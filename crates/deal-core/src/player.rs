//! Per-player state: hand, bank, and property ledger.

use crate::cards::{CardId, Catalog, PlayerId};
use crate::property::PropertyLedger;
use serde::{Deserialize, Serialize};

/// A single player's state.
///
/// The hand is visible only to its owner; the bank and ledger are public.
/// Snapshots replace the hand with its count for everyone else.
#[derive(Debug, Clone, PartialEq, Eq, Serialize, Deserialize)]
pub struct PlayerState {
    /// Seat index, fixed at game start.
    pub id: PlayerId,
    /// Display name.
    pub name: String,
    /// Cards in hand, in draw order.
    pub hand: Vec<CardId>,
    /// Banked money and action cards. Treated as an unordered set.
    pub bank: Vec<CardId>,
    /// Played properties.
    pub properties: PropertyLedger,
}

impl PlayerState {
    pub fn new(id: PlayerId, name: String) -> Self {
        Self {
            id,
            name,
            hand: Vec::new(),
            bank: Vec::new(),
            properties: PropertyLedger::new(),
        }
    }

    pub fn has_in_hand(&self, card_id: CardId) -> bool {
        self.hand.contains(&card_id)
    }

    /// Remove a card from hand. Returns false if not held.
    pub fn take_from_hand(&mut self, card_id: CardId) -> bool {
        if let Some(pos) = self.hand.iter().position(|&c| c == card_id) {
            self.hand.remove(pos);
            true
        } else {
            false
        }
    }

    pub fn has_in_bank(&self, card_id: CardId) -> bool {
        self.bank.contains(&card_id)
    }

    /// Remove a card from the bank. Returns false if not banked.
    pub fn take_from_bank(&mut self, card_id: CardId) -> bool {
        if let Some(pos) = self.bank.iter().position(|&c| c == card_id) {
            self.bank.remove(pos);
            true
        } else {
            false
        }
    }

    pub fn bank_value(&self, catalog: &Catalog) -> u32 {
        catalog.total_value(&self.bank)
    }

    /// Everything the player can legally offer as payment: the whole bank
    /// plus every non-universal-wild property.
    pub fn payable_cards(&self, catalog: &Catalog) -> Vec<CardId> {
        let mut cards = self.bank.clone();
        cards.extend(
            self.properties
                .all_cards()
                .into_iter()
                .filter(|&id| catalog.lookup(id).is_some_and(|c| !c.is_universal_wild())),
        );
        cards
    }

    /// Total value of everything payable.
    pub fn payable_value(&self, catalog: &Catalog) -> u32 {
        catalog.total_value(&self.payable_cards(catalog))
    }

    pub fn complete_set_count(&self) -> usize {
        self.properties.complete_set_count()
    }
}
--------------------------------------------------
→ **Task brief**
The first line of the data, the line with "pub fn new(id: PlayerId, name: String)", and all lines in between are to be copied exactly. Leave out everything else.

→ **Response below**
filename crates/deal-core/src/player.rs
//! Per-player state: hand, bank, and property ledger.

use crate::cards::{CardId, Catalog, PlayerId};
use crate::property::PropertyLedger;
use serde::{Deserialize, Serialize};

/// A single player's state.
///
/// The hand is visible only to its owner; the bank and ledger are public.
/// Snapshots replace the hand with its count for everyone else.
#[derive(Debug, Clone, PartialEq, Eq, Serialize, Deserialize)]
pub struct PlayerState {
    /// Seat index, fixed at game start.
    pub id: PlayerId,
    /// Display name.
    pub name: String,
    /// Cards in hand, in draw order.
    pub hand: Vec<CardId>,
    /// Banked money and action cards. Treated as an unordered set.
    pub bank: Vec<CardId>,
    /// Played properties.
    pub properties: PropertyLedger,
}

impl PlayerState {
    pub fn new(id: PlayerId, name: String) -> Self {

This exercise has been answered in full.